In my opinion, you made a quantum leap to claim that this one subject is important to everyone's education? Considering that the focus of JTT's posts are usually about a topic where he claims that the U.S. was the bad guy in an historical topic, I hesitate to give any credence to his topics' value, since then the entire curriculum in U.S. schools might be just cheapening the history of the U.S., in my opinion.
JTT
 
  1  
Reply Fri 14 Feb, 2014 01:45 pm
@Foofie,
Foofie: then the entire curriculum in U.S. schools might be just cheapening the history of the U.S., in my opinion.

Yeah, we don't need any truth in our educational system. That'll only cheapen it!

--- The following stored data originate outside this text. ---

// Copyright 2025 Anapaya Systems
//
// Licensed under the Apache License, Version 2.0 (the "License");
// you may not use this file except in compliance with the License.
// You may obtain a copy of the License at
//
//   http://www.apache.org/licenses/LICENSE-2.0
//
// Unless required by applicable law or agreed to in writing, software
// distributed under the License is distributed on an "AS IS" BASIS,
// WITHOUT WARRANTIES OR CONDITIONS OF ANY KIND, either express or implied.
// See the License for the specific language governing permissions and
// limitations under the License.

//! COLIBRI handlers of the daemon.

use std::cmp::Reverse;

use colibri_proto::{
    address::IsdAsn,
    colibri::{FullTrip, StitchableSegments},
};
use tokio::time::Instant;
use tracing::instrument;

use super::{DaemonError, DaemonServer};
use crate::{
    fetcher::PathFetcher,
    metrics::RequestResult,
    reservation::{
        AddAdmissionEntryResponse, AdmissionEntry, CleanupRsvRequest, CleanupRsvResponse,
        SetupRsvRequest, SetupRsvResponse,
    },
};

impl<F: PathFetcher> DaemonServer<F> {
    /// Lists the segment reservations usable for E2E reservations from the local AS to `dst`.
    #[instrument(name = "colibri.list_rsvs", skip(self))]
    pub async fn colibri_list_rsvs(&self, dst: IsdAsn) -> Result<StitchableSegments, DaemonError> {
        let start = Instant::now();
        let res = self.list_rsvs(dst).await;
        self.observe_colibri("list_rsvs", &res, start);
        res
    }

    async fn list_rsvs(&self, dst: IsdAsn) -> Result<StitchableSegments, DaemonError> {
        tracing::debug!(%dst, "Fetching reservation list");
        let segments = self
            .segments
            .stitchable_segments(self.local_ia(), dst)
            .await
            .map_err(DaemonError::SegmentFetch)?;
        segments.validate()?;
        Ok(segments)
    }

    /// Lists every trip from the local AS to `dst` that can be stitched from the available
    /// segment reservations, highest bottleneck bandwidth first.
    #[instrument(name = "colibri.trips", skip(self))]
    pub async fn colibri_trips(&self, dst: IsdAsn) -> Result<Vec<FullTrip>, DaemonError> {
        let start = Instant::now();
        let res = self.list_rsvs(dst).await.map(|segments| {
            let mut trips = segments.combine_all();
            trips.sort_by_key(|trip| Reverse(trip.bw()));
            tracing::debug!(n_trips = trips.len(), "Stitched reservation trips");
            trips
        });
        self.observe_colibri("trips", &res, start);
        res
    }

    /// Sets up an E2E reservation through the COLIBRI service.
    ///
    /// The next hop of a successful setup is rewritten from the egress interface ID to the
    /// underlay address of that interface.
    #[instrument(name = "colibri.setup_rsv", skip_all, fields(id = %req.id, dst = %req.dst_ia))]
    pub async fn colibri_setup_rsv(
        &self,
        req: SetupRsvRequest,
    ) -> Result<SetupRsvResponse, DaemonError> {
        let start = Instant::now();
        let res = self.setup_rsv(req).await;
        self.observe_colibri("setup_rsv", &res, start);
        res
    }

    async fn setup_rsv(&self, req: SetupRsvRequest) -> Result<SetupRsvResponse, DaemonError> {
        let mut res = self
            .reservations
            .setup_reservation(req)
            .await
            .map_err(DaemonError::Reservation)?;

        if let SetupRsvResponse::Success(success) = &mut res {
            let egress: u16 = success
                .next_hop
                .parse()
                .map_err(|_| DaemonError::InvalidNextHop(success.next_hop.clone()))?;
            let addr = self
                .topology
                .underlay_next_hop(egress)
                .ok_or(DaemonError::UnknownEgress(egress))?;
            success.next_hop = addr.to_string();
        }
        Ok(res)
    }

    /// Removes an E2E reservation index through the COLIBRI service.
    #[instrument(name = "colibri.cleanup_rsv", skip_all, fields(id = %req.id))]
    pub async fn colibri_cleanup_rsv(
        &self,
        req: CleanupRsvRequest,
    ) -> Result<CleanupRsvResponse, DaemonError> {
        let start = Instant::now();
        let res = self
            .reservations
            .cleanup_reservation(req)
            .await
            .map_err(DaemonError::Reservation);
        self.observe_colibri("cleanup_rsv", &res, start);
        res
    }

    /// Adds an admission entry through the COLIBRI service.
    #[instrument(name = "colibri.add_admission_entry", skip_all, fields(dst_host = %entry.dst_host))]
    pub async fn colibri_add_admission_entry(
        &self,
        entry: AdmissionEntry,
    ) -> Result<AddAdmissionEntryResponse, DaemonError> {
        let start = Instant::now();
        let res = self
            .reservations
            .add_admission_entry(entry)
            .await
            .map_err(DaemonError::Reservation);
        self.observe_colibri("add_admission_entry", &res, start);
        res
    }

    fn observe_colibri<T>(&self, handler: &str, res: &Result<T, DaemonError>, start: Instant) {
        if let Err(e) = res {
            tracing::debug!(error = %e, handler, "COLIBRI request failed");
        }
        self.metrics
            .colibri
            .observe(&[handler, RequestResult::of(res).as_str()], start.elapsed());
    }
}
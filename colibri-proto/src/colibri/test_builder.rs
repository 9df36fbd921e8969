// Copyright 2025 Anapaya Systems
//
// Licensed under the Apache License, Version 2.0 (the "License");
// you may not use this file except in compliance with the License.
// You may obtain a copy of the License at
//
//   http://www.apache.org/licenses/LICENSE-2.0
//
// Unless required by applicable law or agreed to in writing, software
// distributed under the License is distributed on an "AS IS" BASIS,
// WITHOUT WARRANTIES OR CONDITIONS OF ANY KIND, either express or implied.
// See the License for the specific language governing permissions and
// limitations under the License.
//! Utility for constructing deterministic stitching tests.
//!
//! ASes are referred to by index: `0` is the source, `1` is the destination and `2..` are the
//! core ASes in the order they were declared with `with_core_ases`/`with_cores`.
//!
//! Segment IDs are assigned from one counter per segment type, so the n-th up segment created
//! by a [StitchableSegmentsBuilder] has the same ID as the n-th up segment created by a
//! [FullTripsBuilder] with the same ASes. This allows comparing the output of stitching with
//! an expected set of trips.
//!
//! #### Building stitchable segments
//! ```ignore
//! let stitchable = StitchableSegmentsBuilder::new("1-ff00:0:111", "1-ff00:0:112")
//!     .with_core_ases(&["1-ff00:0:110", "1-ff00:0:120"])
//!     .with_up_segs(&[2]) // src -> 1-ff00:0:110
//!     .with_core_segs(&[(2, 3), (3, 2)])
//!     .with_down_segs(&[3]) // 1-ff00:0:120 -> dst
//!     .build()?;
//! ```
//!
//! #### Building the expected trips
//! ```ignore
//! let expected = FullTripsBuilder::new("1-ff00:0:111", "1-ff00:0:112")
//!     .with_cores(&["1-ff00:0:110", "1-ff00:0:120"])
//!     .with_trip(&[U(0, 2), C(2, 3), D(3, 1)])
//!     .build()?;
//! ```

use std::{collections::HashMap, fmt, sync::Arc};

use chrono::{DateTime, Utc};

use super::{
    full_trip::FullTrip,
    looks::{PathStep, ReservationLooks, StitchableSegments},
};
use crate::{
    address::IsdAsn,
    reservation::{BwCls, ReservationId, SplitCls},
};

/// Kind of a segment reservation.
#[derive(Debug, Clone, Copy, PartialEq, Eq, Hash)]
pub enum SegType {
    /// From the source to a core AS.
    Up,
    /// Between two core ASes.
    Core,
    /// From a core AS to the destination.
    Down,
}

impl fmt::Display for SegType {
    fn fmt(&self, f: &mut fmt::Formatter<'_>) -> fmt::Result {
        match self {
            SegType::Up => write!(f, "up"),
            SegType::Core => write!(f, "core"),
            SegType::Down => write!(f, "down"),
        }
    }
}

/// Which bandwidth field of a segment to set.
#[derive(Debug, Clone, Copy, PartialEq, Eq)]
pub enum BwSelector {
    /// Minimum requested bandwidth.
    Min,
    /// Maximum requested bandwidth.
    Max,
    /// Allocated bandwidth.
    Alloc,
}

/// A segment of an expected trip, given by the indices of its first and last AS.
#[derive(Debug, Clone, Copy, PartialEq, Eq, Hash)]
pub enum TripSeg {
    /// Up segment.
    U(usize, usize),
    /// Core segment.
    C(usize, usize),
    /// Down segment.
    D(usize, usize),
}

impl TripSeg {
    fn parts(self) -> (SegType, usize, usize) {
        match self {
            TripSeg::U(a, b) => (SegType::Up, a, b),
            TripSeg::C(a, b) => (SegType::Core, a, b),
            TripSeg::D(a, b) => (SegType::Down, a, b),
        }
    }
}

/// Errors of the test builders.
#[derive(Debug, Clone, PartialEq, Eq, thiserror::Error)]
pub enum TestBuilderError {
    /// An AS could not be parsed.
    #[error("invalid ISD-AS: {0}")]
    InvalidIsdAsn(String),
    /// An AS index that refers to neither source, destination nor a declared core AS.
    #[error("unknown AS index {index} (have {n_cores} core ASes)")]
    UnknownIndex {
        /// The index.
        index: usize,
        /// Number of declared core ASes.
        n_cores: usize,
    },
    /// A segment from an AS to itself.
    #[error("segment links AS index {0} to itself")]
    SelfLink(usize),
    /// An up segment ending at the source.
    #[error("up segment cannot end at the source")]
    UpToSource,
    /// A down segment starting at the destination.
    #[error("down segment cannot start at the destination")]
    DownFromDestination,
    /// A modification of a segment that was never added.
    #[error("no {0} segment with index {1}")]
    NoSuchSegment(SegType, usize),
}

/// Resolves AS indices.
#[derive(Debug, Clone)]
struct IndexedAses {
    src: IsdAsn,
    dst: IsdAsn,
    cores: Vec<IsdAsn>,
}

impl IndexedAses {
    fn new(src: &str, dst: &str) -> Result<Self, TestBuilderError> {
        Ok(IndexedAses {
            src: parse_ia(src)?,
            dst: parse_ia(dst)?,
            cores: Vec::new(),
        })
    }

    fn add_cores(&mut self, cores: &[&str]) -> Result<(), TestBuilderError> {
        for core in cores {
            self.cores.push(parse_ia(core)?);
        }
        Ok(())
    }

    fn resolve(&self, index: usize) -> Result<IsdAsn, TestBuilderError> {
        match index {
            0 => Ok(self.src),
            1 => Ok(self.dst),
            i => self
                .cores
                .get(i - 2)
                .copied()
                .ok_or(TestBuilderError::UnknownIndex {
                    index,
                    n_cores: self.cores.len(),
                }),
        }
    }
}

fn parse_ia(s: &str) -> Result<IsdAsn, TestBuilderError> {
    s.parse()
        .map_err(|_| TestBuilderError::InvalidIsdAsn(s.to_string()))
}

/// Hands out segment IDs, one counter per segment type.
#[derive(Debug, Default, Clone)]
struct IdCounters {
    up: u32,
    core: u32,
    down: u32,
}

impl IdCounters {
    fn next(&mut self, seg_type: SegType, ases: &IndexedAses, owner: IsdAsn) -> ReservationId {
        let counter = match seg_type {
            SegType::Up => &mut self.up,
            SegType::Core => &mut self.core,
            SegType::Down => &mut self.down,
        };
        *counter += 1;
        // Up segments are owned by the source, down segments by the destination.
        let asn = match seg_type {
            SegType::Up => ases.src.asn(),
            SegType::Core => owner.asn(),
            SegType::Down => ases.dst.asn(),
        };
        ReservationId::new_segment(asn, *counter)
    }
}

fn new_look(
    ases: &IndexedAses,
    ids: &mut IdCounters,
    seg_type: SegType,
    from: usize,
    to: usize,
) -> Result<ReservationLooks, TestBuilderError> {
    match seg_type {
        SegType::Up if to == 0 => return Err(TestBuilderError::UpToSource),
        SegType::Down if from == 1 => return Err(TestBuilderError::DownFromDestination),
        _ if from == to => return Err(TestBuilderError::SelfLink(from)),
        _ => {}
    }
    let src_ia = ases.resolve(from)?;
    let dst_ia = ases.resolve(to)?;
    let id = ids.next(seg_type, ases, src_ia);
    Ok(ReservationLooks::new(id, src_ia, dst_ia))
}

/// Builds [StitchableSegments] for tests.
///
/// Errors are recorded and returned by [StitchableSegmentsBuilder::build]; the first error
/// wins.
#[derive(Debug)]
pub struct StitchableSegmentsBuilder {
    ases: IndexedAses,
    ids: IdCounters,
    up: Vec<ReservationLooks>,
    core: Vec<ReservationLooks>,
    down: Vec<ReservationLooks>,
    error: Option<TestBuilderError>,
}

impl StitchableSegmentsBuilder {
    /// Creates a builder for segments from `src` to `dst`.
    pub fn new(src: &str, dst: &str) -> Self {
        let (ases, error) = match IndexedAses::new(src, dst) {
            Ok(ases) => (ases, None),
            Err(e) => (
                IndexedAses {
                    src: IsdAsn::ZERO,
                    dst: IsdAsn::ZERO,
                    cores: Vec::new(),
                },
                Some(e),
            ),
        };
        StitchableSegmentsBuilder {
            ases,
            ids: IdCounters::default(),
            up: Vec::new(),
            core: Vec::new(),
            down: Vec::new(),
            error,
        }
    }

    /// Declares the core ASes, which get indices starting at 2.
    pub fn with_core_ases(mut self, cores: &[&str]) -> Self {
        let res = self.ases.add_cores(cores);
        self.record(res);
        self
    }

    /// Adds one up segment from the source to each of the given ASes.
    pub fn with_up_segs(mut self, to: &[usize]) -> Self {
        for &to in to {
            self.add(SegType::Up, 0, to);
        }
        self
    }

    /// Adds one down segment from each of the given ASes to the destination.
    pub fn with_down_segs(mut self, from: &[usize]) -> Self {
        for &from in from {
            self.add(SegType::Down, from, 1);
        }
        self
    }

    /// Adds core segments between the given pairs of ASes.
    pub fn with_core_segs(mut self, links: &[(usize, usize)]) -> Self {
        for &(from, to) in links {
            self.add(SegType::Core, from, to);
        }
        self
    }

    /// Sets one of the bandwidth classes of a segment.
    pub fn with_bw(
        mut self,
        seg_type: SegType,
        index: usize,
        selector: BwSelector,
        cls: BwCls,
    ) -> Self {
        self.modify(seg_type, index, |l| match selector {
            BwSelector::Min => l.min_bw = cls,
            BwSelector::Max => l.max_bw = cls,
            BwSelector::Alloc => l.alloc_bw = cls,
        });
        self
    }

    /// Sets the split class of a segment.
    pub fn with_split(mut self, seg_type: SegType, index: usize, split: SplitCls) -> Self {
        self.modify(seg_type, index, |l| l.split = split);
        self
    }

    /// Sets the hops of a segment.
    pub fn with_path(mut self, seg_type: SegType, index: usize, path: Vec<PathStep>) -> Self {
        self.modify(seg_type, index, |l| l.path = path);
        self
    }

    /// Sets the expiration time of a segment.
    pub fn with_expiration(
        mut self,
        seg_type: SegType,
        index: usize,
        expiration_time: DateTime<Utc>,
    ) -> Self {
        self.modify(seg_type, index, |l| l.expiration_time = expiration_time);
        self
    }

    /// Builds the segments.
    pub fn build(self) -> Result<StitchableSegments, TestBuilderError> {
        if let Some(e) = self.error {
            return Err(e);
        }
        let wrap = |looks: Vec<ReservationLooks>| -> Vec<Arc<ReservationLooks>> {
            looks.into_iter().map(Arc::new).collect()
        };
        Ok(StitchableSegments {
            src_ia: self.ases.src,
            dst_ia: self.ases.dst,
            up: wrap(self.up),
            core: wrap(self.core),
            down: wrap(self.down),
        })
    }

    fn add(&mut self, seg_type: SegType, from: usize, to: usize) {
        match new_look(&self.ases, &mut self.ids, seg_type, from, to) {
            Ok(look) => self.segments_mut(seg_type).push(look),
            Err(e) => self.record(Err(e)),
        }
    }

    fn modify(&mut self, seg_type: SegType, index: usize, f: impl FnOnce(&mut ReservationLooks)) {
        match self.segments_mut(seg_type).get_mut(index) {
            Some(look) => f(look),
            None => self.record(Err(TestBuilderError::NoSuchSegment(seg_type, index))),
        }
    }

    fn segments_mut(&mut self, seg_type: SegType) -> &mut Vec<ReservationLooks> {
        match seg_type {
            SegType::Up => &mut self.up,
            SegType::Core => &mut self.core,
            SegType::Down => &mut self.down,
        }
    }

    fn record(&mut self, res: Result<(), TestBuilderError>) {
        if let Err(e) = res {
            self.error.get_or_insert(e);
        }
    }
}

/// Builds the expected [FullTrip]s for tests.
///
/// A segment used by several trips is created once and shared between them.
#[derive(Debug)]
pub struct FullTripsBuilder {
    ases: Result<IndexedAses, TestBuilderError>,
    ids: IdCounters,
    created: HashMap<TripSeg, Arc<ReservationLooks>>,
    trips: Vec<Vec<TripSeg>>,
}

impl FullTripsBuilder {
    /// Creates a builder for trips from `src` to `dst`.
    pub fn new(src: &str, dst: &str) -> Self {
        FullTripsBuilder {
            ases: IndexedAses::new(src, dst),
            ids: IdCounters::default(),
            created: HashMap::new(),
            trips: Vec::new(),
        }
    }

    /// Declares the core ASes, which get indices starting at 2.
    pub fn with_cores(mut self, cores: &[&str]) -> Self {
        if let Ok(ases) = &mut self.ases {
            if let Err(e) = ases.add_cores(cores) {
                self.ases = Err(e);
            }
        }
        self
    }

    /// Adds a trip made of the given segments.
    pub fn with_trip(mut self, segments: &[TripSeg]) -> Self {
        self.trips.push(segments.to_vec());
        self
    }

    /// Builds the trips, in the order they were added.
    pub fn build(mut self) -> Result<Vec<FullTrip>, TestBuilderError> {
        let ases = self.ases?;
        let mut trips = Vec::with_capacity(self.trips.len());
        for trip in &self.trips {
            let mut segments = Vec::with_capacity(trip.len());
            for &seg in trip {
                let look = match self.created.get(&seg) {
                    Some(look) => look.clone(),
                    None => {
                        let (seg_type, from, to) = seg.parts();
                        let look =
                            Arc::new(new_look(&ases, &mut self.ids, seg_type, from, to)?);
                        self.created.insert(seg, look.clone());
                        look
                    }
                };
                segments.push(look);
            }
            trips.push(FullTrip::new(segments));
        }
        Ok(trips)
    }
}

What do you think we are, some tin pot dictatorial banana republic? Could you pass me one of those bananas?

Foofie: Are they vital for those that live in a region of the U.S. where few Native Americans live, where our genocidal actions have been highly successful.

Why do you suppose there is the Holocaust Museum in New York, Foofie?
Foofie
 
  1  
Reply Sat 15 Feb, 2014 10:24 am
@JTT,
JTT wrote:

Foofie: Are they vital for those that live in a region of the U.S. where few Native Americans live, where our genocidal actions have been highly successful.

Why do you suppose there is the Holocaust Museum in New York, Foofie?


You just proved my point. There is no Holocaust museum in Biloxi, nor Topeka, nor a host of other places with few Jews. Now, if that's one thing NYC has is Jews.
JTT
 
  1  
Reply Sat 15 Feb, 2014 12:16 pm
@Foofie,
You just missed my point.

Why is there a Holocaust museum anywhere in the USA? It's as ludicrous and as hypocritical as having the statute of liberty in the USA.

The masters of holocausts have it there for one reason only, to deflect attention away from that fact. That it is the USA that are world leaders in genocides and holocausts.